## WHAT IS REQUIRED
Using the records below, give again exactly the lines from the line that contains "clause is not" through the line that contains "let page = page.limit(EACH_BATCH_SIZE);", both ends included, and only those.

## Source data
==*==

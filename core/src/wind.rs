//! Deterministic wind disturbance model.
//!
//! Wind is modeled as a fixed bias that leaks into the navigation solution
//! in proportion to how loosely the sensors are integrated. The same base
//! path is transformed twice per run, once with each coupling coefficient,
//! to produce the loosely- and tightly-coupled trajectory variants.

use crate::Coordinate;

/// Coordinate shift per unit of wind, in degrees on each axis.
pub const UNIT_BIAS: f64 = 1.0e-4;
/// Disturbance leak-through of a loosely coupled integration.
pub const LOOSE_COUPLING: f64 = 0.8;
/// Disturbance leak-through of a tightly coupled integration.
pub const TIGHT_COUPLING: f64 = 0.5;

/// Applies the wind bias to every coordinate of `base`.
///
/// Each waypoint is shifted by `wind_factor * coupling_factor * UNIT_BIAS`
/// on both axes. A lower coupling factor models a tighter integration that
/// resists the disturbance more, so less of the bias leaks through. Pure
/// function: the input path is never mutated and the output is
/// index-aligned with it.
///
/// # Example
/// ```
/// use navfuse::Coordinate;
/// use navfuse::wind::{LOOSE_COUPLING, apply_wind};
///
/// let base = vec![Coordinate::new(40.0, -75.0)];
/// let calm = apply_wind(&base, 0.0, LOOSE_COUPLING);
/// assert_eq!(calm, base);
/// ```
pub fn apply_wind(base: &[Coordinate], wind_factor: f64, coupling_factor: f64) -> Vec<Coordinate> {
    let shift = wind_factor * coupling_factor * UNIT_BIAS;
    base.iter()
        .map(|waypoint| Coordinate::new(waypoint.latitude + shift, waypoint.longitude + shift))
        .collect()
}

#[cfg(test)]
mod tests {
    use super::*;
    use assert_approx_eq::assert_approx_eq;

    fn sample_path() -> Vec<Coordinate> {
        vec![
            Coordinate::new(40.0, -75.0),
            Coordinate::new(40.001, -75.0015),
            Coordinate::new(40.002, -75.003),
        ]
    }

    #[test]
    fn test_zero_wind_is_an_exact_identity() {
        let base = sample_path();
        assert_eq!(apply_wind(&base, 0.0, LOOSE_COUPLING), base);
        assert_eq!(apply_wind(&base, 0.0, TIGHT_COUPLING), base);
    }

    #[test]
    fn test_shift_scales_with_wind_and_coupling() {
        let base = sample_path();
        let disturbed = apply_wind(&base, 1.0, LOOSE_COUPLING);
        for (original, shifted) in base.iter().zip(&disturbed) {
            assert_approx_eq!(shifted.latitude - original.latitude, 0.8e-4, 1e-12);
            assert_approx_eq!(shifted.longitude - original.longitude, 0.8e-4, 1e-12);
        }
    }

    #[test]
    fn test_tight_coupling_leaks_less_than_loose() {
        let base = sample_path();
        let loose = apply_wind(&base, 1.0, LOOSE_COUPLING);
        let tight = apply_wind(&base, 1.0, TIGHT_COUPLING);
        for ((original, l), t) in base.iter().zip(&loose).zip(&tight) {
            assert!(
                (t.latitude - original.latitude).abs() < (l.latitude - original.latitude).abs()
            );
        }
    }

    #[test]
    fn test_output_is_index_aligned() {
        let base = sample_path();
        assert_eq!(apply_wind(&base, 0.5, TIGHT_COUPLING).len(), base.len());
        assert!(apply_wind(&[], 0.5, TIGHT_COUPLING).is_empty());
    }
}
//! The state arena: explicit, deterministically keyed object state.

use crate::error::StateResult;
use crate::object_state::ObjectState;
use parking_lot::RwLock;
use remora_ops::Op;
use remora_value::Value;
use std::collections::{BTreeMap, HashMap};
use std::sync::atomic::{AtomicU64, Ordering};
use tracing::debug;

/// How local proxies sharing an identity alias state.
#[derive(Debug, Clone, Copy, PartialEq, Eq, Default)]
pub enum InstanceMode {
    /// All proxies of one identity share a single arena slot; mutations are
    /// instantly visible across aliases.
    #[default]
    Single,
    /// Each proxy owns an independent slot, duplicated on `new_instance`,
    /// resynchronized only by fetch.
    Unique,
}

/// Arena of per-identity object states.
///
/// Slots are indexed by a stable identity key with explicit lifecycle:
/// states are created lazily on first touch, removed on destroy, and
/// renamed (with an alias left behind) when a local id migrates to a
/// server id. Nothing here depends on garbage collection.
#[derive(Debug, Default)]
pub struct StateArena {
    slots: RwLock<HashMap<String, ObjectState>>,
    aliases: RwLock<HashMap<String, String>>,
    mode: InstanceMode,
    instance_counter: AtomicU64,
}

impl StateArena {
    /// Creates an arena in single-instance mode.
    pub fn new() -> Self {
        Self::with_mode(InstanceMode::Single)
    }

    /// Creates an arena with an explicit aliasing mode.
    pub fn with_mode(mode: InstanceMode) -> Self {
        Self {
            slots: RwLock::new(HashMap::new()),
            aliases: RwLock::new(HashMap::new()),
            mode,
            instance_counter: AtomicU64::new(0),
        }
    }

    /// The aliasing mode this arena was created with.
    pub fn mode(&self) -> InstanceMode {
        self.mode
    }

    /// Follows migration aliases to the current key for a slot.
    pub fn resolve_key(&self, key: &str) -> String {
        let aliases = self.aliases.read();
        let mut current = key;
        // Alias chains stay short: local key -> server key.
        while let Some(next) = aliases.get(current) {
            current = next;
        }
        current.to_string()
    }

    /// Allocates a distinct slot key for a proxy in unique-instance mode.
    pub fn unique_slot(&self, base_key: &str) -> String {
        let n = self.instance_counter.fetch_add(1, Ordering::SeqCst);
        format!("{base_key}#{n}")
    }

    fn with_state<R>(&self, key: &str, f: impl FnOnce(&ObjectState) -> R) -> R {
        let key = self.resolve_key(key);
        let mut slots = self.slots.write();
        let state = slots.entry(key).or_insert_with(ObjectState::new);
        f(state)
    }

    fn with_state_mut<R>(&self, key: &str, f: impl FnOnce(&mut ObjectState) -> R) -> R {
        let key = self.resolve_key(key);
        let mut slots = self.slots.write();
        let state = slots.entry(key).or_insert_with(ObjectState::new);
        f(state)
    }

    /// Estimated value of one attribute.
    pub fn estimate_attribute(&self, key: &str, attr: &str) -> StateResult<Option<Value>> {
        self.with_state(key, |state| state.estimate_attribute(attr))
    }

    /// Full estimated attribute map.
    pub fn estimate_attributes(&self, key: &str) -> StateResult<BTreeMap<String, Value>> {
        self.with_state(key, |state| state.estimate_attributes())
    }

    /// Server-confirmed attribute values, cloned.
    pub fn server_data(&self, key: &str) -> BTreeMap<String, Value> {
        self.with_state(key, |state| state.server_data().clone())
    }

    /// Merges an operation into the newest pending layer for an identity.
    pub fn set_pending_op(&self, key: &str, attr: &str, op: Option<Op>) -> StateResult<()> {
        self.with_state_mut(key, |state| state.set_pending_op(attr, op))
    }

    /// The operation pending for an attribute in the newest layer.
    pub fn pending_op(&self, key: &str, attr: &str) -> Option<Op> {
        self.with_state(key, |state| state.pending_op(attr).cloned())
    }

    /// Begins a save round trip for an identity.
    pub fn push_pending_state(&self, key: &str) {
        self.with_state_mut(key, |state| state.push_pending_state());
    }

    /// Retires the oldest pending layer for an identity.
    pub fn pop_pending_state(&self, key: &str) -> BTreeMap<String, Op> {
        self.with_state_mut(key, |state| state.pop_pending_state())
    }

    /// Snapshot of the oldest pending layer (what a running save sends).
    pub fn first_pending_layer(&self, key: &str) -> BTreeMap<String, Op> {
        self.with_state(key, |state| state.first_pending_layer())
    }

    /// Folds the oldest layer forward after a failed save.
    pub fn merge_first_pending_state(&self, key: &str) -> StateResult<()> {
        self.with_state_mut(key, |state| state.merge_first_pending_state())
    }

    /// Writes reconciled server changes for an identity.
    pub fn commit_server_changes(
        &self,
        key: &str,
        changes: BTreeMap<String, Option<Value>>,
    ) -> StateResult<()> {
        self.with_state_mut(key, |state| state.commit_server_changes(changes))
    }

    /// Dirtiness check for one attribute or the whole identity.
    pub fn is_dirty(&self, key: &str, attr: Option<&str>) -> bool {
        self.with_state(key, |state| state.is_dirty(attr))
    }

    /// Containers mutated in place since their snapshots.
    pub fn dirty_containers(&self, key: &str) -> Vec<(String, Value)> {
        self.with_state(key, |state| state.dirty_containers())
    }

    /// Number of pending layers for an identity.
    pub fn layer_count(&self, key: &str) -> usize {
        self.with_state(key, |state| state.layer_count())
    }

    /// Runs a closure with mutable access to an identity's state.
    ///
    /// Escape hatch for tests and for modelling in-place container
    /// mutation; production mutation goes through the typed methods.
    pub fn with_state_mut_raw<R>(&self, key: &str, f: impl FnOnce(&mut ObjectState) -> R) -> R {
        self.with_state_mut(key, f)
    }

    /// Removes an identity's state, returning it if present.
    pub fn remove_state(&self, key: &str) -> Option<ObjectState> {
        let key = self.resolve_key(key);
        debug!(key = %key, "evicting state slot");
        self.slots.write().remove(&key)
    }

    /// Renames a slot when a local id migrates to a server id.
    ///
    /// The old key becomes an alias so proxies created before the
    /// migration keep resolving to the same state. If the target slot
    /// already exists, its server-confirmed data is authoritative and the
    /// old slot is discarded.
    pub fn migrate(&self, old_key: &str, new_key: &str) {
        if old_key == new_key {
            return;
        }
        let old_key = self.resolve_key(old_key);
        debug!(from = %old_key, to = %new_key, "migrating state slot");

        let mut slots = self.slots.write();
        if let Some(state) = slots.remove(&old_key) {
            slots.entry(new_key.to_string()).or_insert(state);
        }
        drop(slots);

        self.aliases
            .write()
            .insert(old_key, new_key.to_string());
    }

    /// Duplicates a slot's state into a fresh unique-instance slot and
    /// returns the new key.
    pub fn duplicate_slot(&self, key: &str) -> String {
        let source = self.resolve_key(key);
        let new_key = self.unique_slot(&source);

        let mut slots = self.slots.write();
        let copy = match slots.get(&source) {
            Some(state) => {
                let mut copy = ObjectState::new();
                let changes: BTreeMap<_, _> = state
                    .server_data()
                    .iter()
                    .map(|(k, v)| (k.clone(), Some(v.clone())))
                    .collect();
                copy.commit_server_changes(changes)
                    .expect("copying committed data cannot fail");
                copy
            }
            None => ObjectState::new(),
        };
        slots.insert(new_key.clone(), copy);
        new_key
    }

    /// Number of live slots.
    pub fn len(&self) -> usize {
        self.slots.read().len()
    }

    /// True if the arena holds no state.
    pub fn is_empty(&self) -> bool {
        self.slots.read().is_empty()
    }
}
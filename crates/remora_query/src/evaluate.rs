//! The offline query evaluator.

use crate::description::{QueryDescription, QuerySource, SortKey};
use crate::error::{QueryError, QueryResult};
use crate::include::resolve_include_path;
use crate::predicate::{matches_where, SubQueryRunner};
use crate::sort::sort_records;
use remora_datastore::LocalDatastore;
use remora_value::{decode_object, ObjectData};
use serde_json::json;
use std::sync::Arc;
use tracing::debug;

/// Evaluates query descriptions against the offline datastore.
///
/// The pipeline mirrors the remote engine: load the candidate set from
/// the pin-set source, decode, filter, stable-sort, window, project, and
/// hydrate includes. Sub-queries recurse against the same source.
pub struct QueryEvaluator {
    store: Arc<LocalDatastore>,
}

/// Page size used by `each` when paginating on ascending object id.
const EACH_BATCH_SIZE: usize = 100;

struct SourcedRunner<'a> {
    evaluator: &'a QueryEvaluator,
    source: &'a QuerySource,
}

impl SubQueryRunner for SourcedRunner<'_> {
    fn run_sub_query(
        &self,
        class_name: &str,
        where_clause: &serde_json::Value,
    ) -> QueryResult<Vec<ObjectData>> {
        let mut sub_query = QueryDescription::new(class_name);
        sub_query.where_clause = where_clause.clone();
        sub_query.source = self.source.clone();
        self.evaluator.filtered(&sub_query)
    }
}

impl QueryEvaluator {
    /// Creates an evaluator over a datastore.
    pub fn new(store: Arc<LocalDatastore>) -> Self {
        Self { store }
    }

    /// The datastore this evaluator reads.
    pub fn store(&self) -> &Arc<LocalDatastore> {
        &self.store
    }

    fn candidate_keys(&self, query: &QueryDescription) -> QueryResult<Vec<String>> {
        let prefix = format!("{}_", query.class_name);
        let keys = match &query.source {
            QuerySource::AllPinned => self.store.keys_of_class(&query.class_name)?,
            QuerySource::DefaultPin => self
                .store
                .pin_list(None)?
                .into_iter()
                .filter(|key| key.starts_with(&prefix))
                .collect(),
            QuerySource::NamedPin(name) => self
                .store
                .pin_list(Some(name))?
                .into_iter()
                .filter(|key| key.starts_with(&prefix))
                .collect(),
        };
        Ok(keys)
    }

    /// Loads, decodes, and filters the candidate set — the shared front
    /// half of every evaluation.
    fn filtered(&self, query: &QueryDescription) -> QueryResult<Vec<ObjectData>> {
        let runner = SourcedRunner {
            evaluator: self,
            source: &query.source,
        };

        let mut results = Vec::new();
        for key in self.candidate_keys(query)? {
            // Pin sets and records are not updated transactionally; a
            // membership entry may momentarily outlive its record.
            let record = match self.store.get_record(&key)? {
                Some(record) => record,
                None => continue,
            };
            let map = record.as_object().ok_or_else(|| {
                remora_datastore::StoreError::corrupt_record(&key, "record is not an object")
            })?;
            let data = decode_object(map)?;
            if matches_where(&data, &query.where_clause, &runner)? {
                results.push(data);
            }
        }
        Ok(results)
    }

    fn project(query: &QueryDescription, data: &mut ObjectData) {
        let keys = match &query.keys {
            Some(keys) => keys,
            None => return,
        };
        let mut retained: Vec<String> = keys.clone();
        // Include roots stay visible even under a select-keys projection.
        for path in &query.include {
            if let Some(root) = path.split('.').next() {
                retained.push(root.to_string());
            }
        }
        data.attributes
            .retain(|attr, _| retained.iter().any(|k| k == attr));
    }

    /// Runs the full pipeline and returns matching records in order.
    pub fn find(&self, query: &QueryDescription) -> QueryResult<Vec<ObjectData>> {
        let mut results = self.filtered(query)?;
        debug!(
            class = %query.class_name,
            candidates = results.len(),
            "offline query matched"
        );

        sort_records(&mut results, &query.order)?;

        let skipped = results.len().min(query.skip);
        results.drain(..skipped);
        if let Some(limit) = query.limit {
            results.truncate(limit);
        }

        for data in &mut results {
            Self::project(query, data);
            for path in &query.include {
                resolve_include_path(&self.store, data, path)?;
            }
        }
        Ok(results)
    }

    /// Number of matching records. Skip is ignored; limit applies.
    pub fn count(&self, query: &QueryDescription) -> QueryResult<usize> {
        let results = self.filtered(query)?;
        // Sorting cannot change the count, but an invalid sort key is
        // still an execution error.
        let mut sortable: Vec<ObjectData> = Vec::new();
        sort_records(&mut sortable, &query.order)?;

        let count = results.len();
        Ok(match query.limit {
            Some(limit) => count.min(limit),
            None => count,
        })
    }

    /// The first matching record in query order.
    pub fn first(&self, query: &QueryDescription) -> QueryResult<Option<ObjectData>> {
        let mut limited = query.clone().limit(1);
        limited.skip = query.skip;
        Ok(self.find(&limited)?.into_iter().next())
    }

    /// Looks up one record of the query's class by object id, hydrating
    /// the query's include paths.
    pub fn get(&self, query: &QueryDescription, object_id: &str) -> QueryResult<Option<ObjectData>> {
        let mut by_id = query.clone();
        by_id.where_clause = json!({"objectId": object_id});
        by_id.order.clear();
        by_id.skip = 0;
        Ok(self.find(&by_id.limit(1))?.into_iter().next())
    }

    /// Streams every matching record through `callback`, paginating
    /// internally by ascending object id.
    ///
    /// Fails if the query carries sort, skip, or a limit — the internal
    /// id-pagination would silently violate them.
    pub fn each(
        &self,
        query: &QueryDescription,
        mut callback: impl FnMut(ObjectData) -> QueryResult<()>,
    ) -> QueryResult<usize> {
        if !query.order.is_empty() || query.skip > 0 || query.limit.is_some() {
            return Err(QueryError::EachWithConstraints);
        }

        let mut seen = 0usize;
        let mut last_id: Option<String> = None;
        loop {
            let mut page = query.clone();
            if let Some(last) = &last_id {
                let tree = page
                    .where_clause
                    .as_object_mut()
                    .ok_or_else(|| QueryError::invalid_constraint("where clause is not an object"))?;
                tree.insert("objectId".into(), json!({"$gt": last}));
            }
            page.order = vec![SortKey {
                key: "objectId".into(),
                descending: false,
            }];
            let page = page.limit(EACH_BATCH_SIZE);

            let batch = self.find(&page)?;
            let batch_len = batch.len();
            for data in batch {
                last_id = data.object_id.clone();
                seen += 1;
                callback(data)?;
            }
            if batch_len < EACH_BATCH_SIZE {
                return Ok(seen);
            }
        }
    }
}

==*==

## THE ANSWER
                    .ok_or_else(|| QueryError::invalid_constraint("where clause is not an object"))?;
                tree.insert("objectId".into(), json!({"$gt": last}));
            }
            page.order = vec![SortKey {
                key: "objectId".into(),
                descending: false,
            }];
            let page = page.limit(EACH_BATCH_SIZE);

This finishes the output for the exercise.